There’s an old saying (expression) in English, “Imitation is the highest form of flattery.” To imitate means to do what someone else does, to copy them. Flattery is when you compliment someone, when you say something nice about them. The expression means that doing something the same way as someone else has done it is like paying a compliment (saying something nice) to the other person — you thought what they did was so good, you decided to do it yourself.
Not everyone agrees with this positive view of imitation, however – that copying another person is a good thing. The term copycat refers to a person who copies another, but is almost always used in a negative way, to emphasize the fact that the person has stolen someone else’s idea. Record companies and movie studios, for example, certainly do not consider the pirating (illegal stealing or copying) of their copyrighted (legally protected) songs and movies to be a compliment.

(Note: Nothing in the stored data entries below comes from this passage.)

//=========================================================================
// Input Processor
//=========================================================================
//
// Converts winit events into portable InputEvents.
//
// Architecture:
//   WindowEvent / DeviceEvent → InputProcessor → InputEvent → KeyboardInput
//
// Key repeats are dropped here; the tracker only needs transitions.
// Keys outside the control scheme map to `Unidentified` and are filtered
// (returns None). Look input comes from raw device motion rather than
// cursor positions, so it keeps working while the cursor is grabbed.
//
//=========================================================================

//=== External Dependencies ===============================================

use winit::{
    event::ElementState,
    event::{KeyEvent, MouseButton as WinitMouseButton},
    keyboard::{KeyCode as WinitKeyCode, PhysicalKey},
};

//=== Internal Dependencies ===============================================

use crate::core::input::{InputEvent, KeyCode, MouseButton};

//=== InputProcessor ======================================================

/// Stateless winit → engine event converter.
pub(crate) struct InputProcessor;

impl InputProcessor {
    pub(crate) fn new() -> Self {
        Self
    }

    //--- Event Processing -------------------------------------------------

    /// Converts a winit key event (filters repeats and unmapped keys).
    pub(crate) fn process_key_event(&self, key_event: &KeyEvent) -> Option<InputEvent> {
        if key_event.repeat {
            return None;
        }
        let PhysicalKey::Code(code) = key_event.physical_key else {
            return None;
        };
        self.process_key(code, key_event.state)
    }

    pub(crate) fn process_key(&self, code: WinitKeyCode, state: ElementState) -> Option<InputEvent> {
        match KeyCode::from(code) {
            KeyCode::Unidentified => None,
            key => Some(InputEvent::key(key, state.is_pressed())),
        }
    }

    pub(crate) fn process_mouse_button(&self, button: WinitMouseButton, state: ElementState) -> InputEvent {
        InputEvent::button(MouseButton::from(button), state.is_pressed())
    }

    /// Converts raw device motion. Zero motion yields nothing.
    pub(crate) fn process_mouse_motion(&self, delta: (f64, f64)) -> Option<InputEvent> {
        let (dx, dy) = (delta.0 as f32, delta.1 as f32);
        if dx == 0.0 && dy == 0.0 {
            return None;
        }
        Some(InputEvent::MouseMotion { dx, dy })
    }
}

//=========================================================================
// Winit Conversions
//=========================================================================

/// Maps the keys the control scheme and menus read. Everything else is
/// `KeyCode::Unidentified`.
impl From<WinitKeyCode> for KeyCode {
    fn from(code: WinitKeyCode) -> Self {
        use WinitKeyCode::*;
        match code {
            //--- Movement -----------------------------------------------------
            KeyW => KeyCode::KeyW,
            KeyA => KeyCode::KeyA,
            KeyS => KeyCode::KeyS,
            KeyD => KeyCode::KeyD,

            //--- Look ---------------------------------------------------------
            ArrowUp => KeyCode::ArrowUp,
            ArrowDown => KeyCode::ArrowDown,
            ArrowLeft => KeyCode::ArrowLeft,
            ArrowRight => KeyCode::ArrowRight,

            //--- Actions ------------------------------------------------------
            Space => KeyCode::Space,
            KeyC => KeyCode::KeyC,
            Escape => KeyCode::Escape,

            //--- Menu ---------------------------------------------------------
            Enter | NumpadEnter => KeyCode::Enter,
            KeyR => KeyCode::KeyR,

            _ => KeyCode::Unidentified,
        }
    }
}

/// Left/Right/Middle mapped directly; Back/Forward/Other → Other.
impl From<WinitMouseButton> for MouseButton {
    fn from(button: WinitMouseButton) -> Self {
        match button {
            WinitMouseButton::Left => MouseButton::Left,
            WinitMouseButton::Right => MouseButton::Right,
            WinitMouseButton::Middle => MouseButton::Middle,
            _ => MouseButton::Other,
        }
    }
}

//=========================================================================
// Tests
//=========================================================================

According to a recently published book, The Knockoff Economy: How Imitation Sparks (Starts) Innovation (Creativity), sometimes being a copycat can be good for creativity and the economy. For example, in the world of fashion design, it is not possible to copyright the look of a dress or a piece of clothing. So when a designer like Gucci creates a beautiful dress, almost immediately there are people who are creating knockoffs of that dress. (A knockoff is an imitation product that looks just like the original.) This causes the designers to come up with new designs frequently, since their old designs can easily be imitated and sold by other people. Knockoffs also create a certain kind of free advertising for a product: More people see what the product looks like and have positive opinions of it (because if it weren’t any good, why would you imitate it?). In fact, a 2009 Harvard Business School study found that women who buy knockoff purses often decide later to buy the real thing.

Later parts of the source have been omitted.